*** Begin section ***
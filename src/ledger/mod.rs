// Copyright (c) AlphaVelocity.
// All rights reserved.
//
// This source code is licensed under the license found in the
// LICENSE file in the root directory of this source tree.

//! The ledger core: every operation takes an explicit `user_id` and checks
//! ownership of any row it touches. Budget usage and the main balance are
//! projections over the transaction log, never stored counters.

pub mod balance;
pub mod budgets;
pub mod categories;
pub mod recurring;
pub mod savings;
pub mod transactions;

use chrono::NaiveDate;

use crate::error::{LedgerError, Result};

/// First and last day of a calendar month.
pub(crate) fn month_span(year: i32, month: u32) -> Result<(NaiveDate, NaiveDate)> {
    let first = NaiveDate::from_ymd_opt(year, month, 1)
        .ok_or_else(|| LedgerError::validation(format!("invalid month {}-{:02}", year, month)))?;
    let last_day = match month {
        1 | 3 | 5 | 7 | 8 | 10 | 12 => 31,
        4 | 6 | 9 | 11 => 30,
        2 => {
            if NaiveDate::from_ymd_opt(year, 2, 29).is_some() {
                29
            } else {
                28
            }
        }
        _ => {
            return Err(LedgerError::validation(format!(
                "invalid month number {}",
                month
            )))
        }
    };
    let last = NaiveDate::from_ymd_opt(year, month, last_day)
        .ok_or_else(|| LedgerError::validation(format!("invalid month {}-{:02}", year, month)))?;
    Ok((first, last))
}

pub(crate) fn parse_stored_decimal(s: &str, what: &str) -> Result<rust_decimal::Decimal> {
    s.parse::<rust_decimal::Decimal>()
        .map_err(|_| LedgerError::validation(format!("invalid {} '{}' in storage", what, s)))
}

pub(crate) fn parse_stored_date(s: &str, what: &str) -> Result<NaiveDate> {
    NaiveDate::parse_from_str(s, "%Y-%m-%d")
        .map_err(|_| LedgerError::validation(format!("invalid {} '{}' in storage", what, s)))
}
*** End section ***
### Your instructions
An exact, complete copy of the data is the only acceptable answer.

### Answer for this exercise
filename src/ledger/mod.rs
// Copyright (c) AlphaVelocity.
// All rights reserved.
//
// This source code is licensed under the license found in the
// LICENSE file in the root directory of this source tree.

//! The ledger core: every operation takes an explicit `user_id` and checks
//! ownership of any row it touches. Budget usage and the main balance are
//! projections over the transaction log, never stored counters.

pub mod balance;
pub mod budgets;
pub mod categories;
pub mod recurring;
pub mod savings;
pub mod transactions;

use chrono::NaiveDate;

use crate::error::{LedgerError, Result};

/// First and last day of a calendar month.
pub(crate) fn month_span(year: i32, month: u32) -> Result<(NaiveDate, NaiveDate)> {
    let first = NaiveDate::from_ymd_opt(year, month, 1)
        .ok_or_else(|| LedgerError::validation(format!("invalid month {}-{:02}", year, month)))?;
    let last_day = match month {
        1 | 3 | 5 | 7 | 8 | 10 | 12 => 31,
        4 | 6 | 9 | 11 => 30,
        2 => {
            if NaiveDate::from_ymd_opt(year, 2, 29).is_some() {
                29
            } else {
                28
            }
        }
        _ => {
            return Err(LedgerError::validation(format!(
                "invalid month number {}",
                month
            )))
        }
    };
    let last = NaiveDate::from_ymd_opt(year, month, last_day)
        .ok_or_else(|| LedgerError::validation(format!("invalid month {}-{:02}", year, month)))?;
    Ok((first, last))
}

pub(crate) fn parse_stored_decimal(s: &str, what: &str) -> Result<rust_decimal::Decimal> {
    s.parse::<rust_decimal::Decimal>()
        .map_err(|_| LedgerError::validation(format!("invalid {} '{}' in storage", what, s)))
}

pub(crate) fn parse_stored_date(s: &str, what: &str) -> Result<NaiveDate> {
    NaiveDate::parse_from_str(s, "%Y-%m-%d")
        .map_err(|_| LedgerError::validation(format!("invalid {} '{}' in storage", what, s)))
}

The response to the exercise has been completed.